■ PROMPT
Filter the entries below, keeping only lines with the word "Deserialize".

Collected data:

----------------------------------------

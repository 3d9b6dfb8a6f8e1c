//! Fixed timestep simulation tick
//!
//! One tick = one 1/60 s step: advance the camera, integrate the current
//! movement mode, apply the vertical delta, then resolve collisions. The
//! scheduler decides whether ticks run at all; a tick on a dead player is a
//! no-op so the crash pose stays frozen until respawn.

use serde::{Deserialize, Serialize};

use super::collision::{resolve_collisions, ScanOutcome};
use super::state::{Mode, Player, RunState};
use crate::consts::*;
use crate::snap_to_quarter_turn;

/// Input sampled at the start of a tick (deterministic)
#[derive(Debug, Clone, Copy, Default, Serialize, Deserialize)]
pub struct TickInput {
    /// The single hold signal: jump / thrust / climb depending on mode
    pub hold: bool,
}

/// What a tick did to the run
#[derive(Debug, Clone, Copy, PartialEq, Eq)]
pub enum TickResult {
    Running,
    /// A fatal contact happened this tick; `player.alive` is now false
    Crashed,
}

/// Advance the run by one fixed timestep.
pub fn tick(run: &mut RunState, input: &TickInput) -> TickResult {
    if !run.player.alive {
        return TickResult::Running;
    }

    // Scroll is unconditional: speed is constant and always forward
    run.camera_x += SCROLL_SPEED;

    integrate(&mut run.player, input.hold);
    run.player.y += run.player.dy;

    match resolve_collisions(&mut run.player, run.camera_x, &run.level) {
        ScanOutcome::Survived => TickResult::Running,
        ScanOutcome::Crashed => {
            run.player.alive = false;
            TickResult::Crashed
        }
    }
}

/// Per-mode velocity and rotation update. Exhaustive over [`Mode`] so a new
/// mode cannot silently fall through.
fn integrate(player: &mut Player, hold: bool) {
    match player.mode {
        Mode::Cube => {
            player.dy += GRAVITY;
            if player.grounded && hold {
                player.dy = JUMP_IMPULSE;
                player.grounded = false;
            }
            if player.grounded {
                player.rot = snap_to_quarter_turn(player.rot);
            } else {
                player.rot += CUBE_SPIN_DEG;
            }
        }
        Mode::Ship => {
            player.dy += if hold { SHIP_LIFT } else { SHIP_DIVE };
            player.rot = player.dy * SHIP_TILT_FACTOR;
        }
        Mode::Wave => {
            player.dy = if hold { -WAVE_SPEED } else { WAVE_SPEED };
            player.rot = if player.dy > 0.0 {
                WAVE_TILT_DEG
            } else {
                -WAVE_TILT_DEG
            };
        }
    }
}

#[cfg(test)]
mod tests {
    use super::*;
    use crate::sim::collision::Aabb;
    use crate::sim::level::{Level, Obstacle, ObstacleKind};
    use glam::Vec2;

    const HOLD: TickInput = TickInput { hold: true };
    const COAST: TickInput = TickInput { hold: false };

    fn empty_level() -> Level {
        Level {
            index: 0,
            name: "empty",
            background: "#000",
            start_mode: Mode::Cube,
            obstacles: vec![Obstacle {
                kind: ObstacleKind::Solid,
                rect: Aabb::new(Vec2::new(100_000.0, 0.0), Vec2::new(40.0, 40.0)),
            }],
            length: 200_000.0,
        }
    }

    fn airborne_run(mode: Mode) -> RunState {
        let mut run = RunState::new(empty_level());
        run.player.mode = mode;
        run.player.y = 250.0;
        run.player.grounded = false;
        run
    }

    #[test]
    fn airborne_cube_accumulates_gravity() {
        let mut run = airborne_run(Mode::Cube);
        let before = run.player.dy;
        tick(&mut run, &COAST);
        assert!((run.player.dy - (before + GRAVITY)).abs() < 1e-6);
        // And again next tick
        let before = run.player.dy;
        tick(&mut run, &COAST);
        assert!((run.player.dy - (before + GRAVITY)).abs() < 1e-6);
    }

    #[test]
    fn camera_advances_every_live_tick_regardless_of_mode() {
        for mode in [Mode::Cube, Mode::Ship, Mode::Wave] {
            for input in [HOLD, COAST] {
                let mut run = airborne_run(mode);
                let before = run.camera_x;
                tick(&mut run, &input);
                assert_eq!(run.camera_x, before + SCROLL_SPEED);
            }
        }
    }

    #[test]
    fn first_tick_on_the_ground_stays_clamped() {
        // Spawn pose, no hold: gravity pulls down 0.82, ground clamp undoes it
        let mut run = RunState::new(empty_level());
        let result = tick(&mut run, &COAST);
        assert_eq!(result, TickResult::Running);
        assert_eq!(run.player.y, GROUND_Y - PLAYER_SIZE);
        assert_eq!(run.player.dy, 0.0);
        assert!(run.player.grounded);
        assert_eq!(run.camera_x, SCROLL_SPEED);
    }

    #[test]
    fn grounded_hold_jumps() {
        let mut run = RunState::new(empty_level());
        let start_y = run.player.y;
        tick(&mut run, &HOLD);
        assert_eq!(run.player.dy, JUMP_IMPULSE);
        assert!(!run.player.grounded);
        assert_eq!(run.player.y, start_y + JUMP_IMPULSE);
    }

    #[test]
    fn airborne_cube_spins_and_snaps_on_landing() {
        let mut run = RunState::new(empty_level());
        tick(&mut run, &HOLD);
        let airborne_rot = run.player.rot;
        assert_eq!(airborne_rot, CUBE_SPIN_DEG);
        // Ride the jump arc back down to the ground
        for _ in 0..60 {
            tick(&mut run, &COAST);
            if run.player.grounded {
                break;
            }
        }
        assert!(run.player.grounded);
        // One more grounded tick snaps rotation to a quarter turn
        tick(&mut run, &COAST);
        assert_eq!(run.player.rot % 90.0, 0.0);
    }

    #[test]
    fn ship_eases_velocity_and_tilts() {
        let mut run = airborne_run(Mode::Ship);
        run.player.dy = 1.0;
        tick(&mut run, &HOLD);
        assert!((run.player.dy - (1.0 + SHIP_LIFT)).abs() < 1e-6);
        assert!((run.player.rot - run.player.dy * SHIP_TILT_FACTOR).abs() < 1e-6);
        tick(&mut run, &COAST);
        assert!((run.player.dy - (1.0 + SHIP_LIFT + SHIP_DIVE)).abs() < 1e-6);
    }

    #[test]
    fn wave_velocity_is_unsmoothed() {
        let mut run = airborne_run(Mode::Wave);
        tick(&mut run, &HOLD);
        assert_eq!(run.player.dy, -WAVE_SPEED);
        assert_eq!(run.player.rot, -WAVE_TILT_DEG);
        tick(&mut run, &COAST);
        assert_eq!(run.player.dy, WAVE_SPEED);
        assert_eq!(run.player.rot, WAVE_TILT_DEG);
    }

    #[test]
    fn hazard_hit_kills_and_freezes_further_ticks() {
        let mut run = airborne_run(Mode::Wave);
        // A wall of hazard right where the player will be after one tick
        run.level.obstacles.insert(
            0,
            Obstacle {
                kind: ObstacleKind::Hazard,
                rect: Aabb::new(
                    Vec2::new(SCROLL_SPEED + PLAYER_SCREEN_X, 0.0),
                    Vec2::new(200.0, GROUND_Y),
                ),
            },
        );
        assert_eq!(tick(&mut run, &COAST), TickResult::Crashed);
        assert!(!run.player.alive);

        // Dead run: nothing moves
        let camera = run.camera_x;
        let y = run.player.y;
        assert_eq!(tick(&mut run, &COAST), TickResult::Running);
        assert_eq!(run.camera_x, camera);
        assert_eq!(run.player.y, y);
    }

    #[test]
    fn trigger_switch_then_wave_rotation_next_tick() {
        let mut run = airborne_run(Mode::Cube);
        run.player.dy = 3.0;
        run.level.obstacles.insert(
            0,
            Obstacle {
                kind: ObstacleKind::Trigger(Mode::Wave),
                rect: Aabb::new(
                    Vec2::new(SCROLL_SPEED + PLAYER_SCREEN_X, 0.0),
                    Vec2::new(120.0, GROUND_Y),
                ),
            },
        );
        tick(&mut run, &COAST);
        assert_eq!(run.player.mode, Mode::Wave);
        assert_eq!(run.player.dy, 0.0);

        // The very next tick rotates with wave rules, never the cube snap.
        // (Still inside the full-height trigger, so dy is re-zeroed by it.)
        tick(&mut run, &COAST);
        assert_eq!(run.player.rot, WAVE_TILT_DEG);
    }
}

----------------------------------------

■ EXERCISE RESPONSE
use serde::{Deserialize, Serialize};
#[derive(Debug, Clone, Copy, Default, Serialize, Deserialize)]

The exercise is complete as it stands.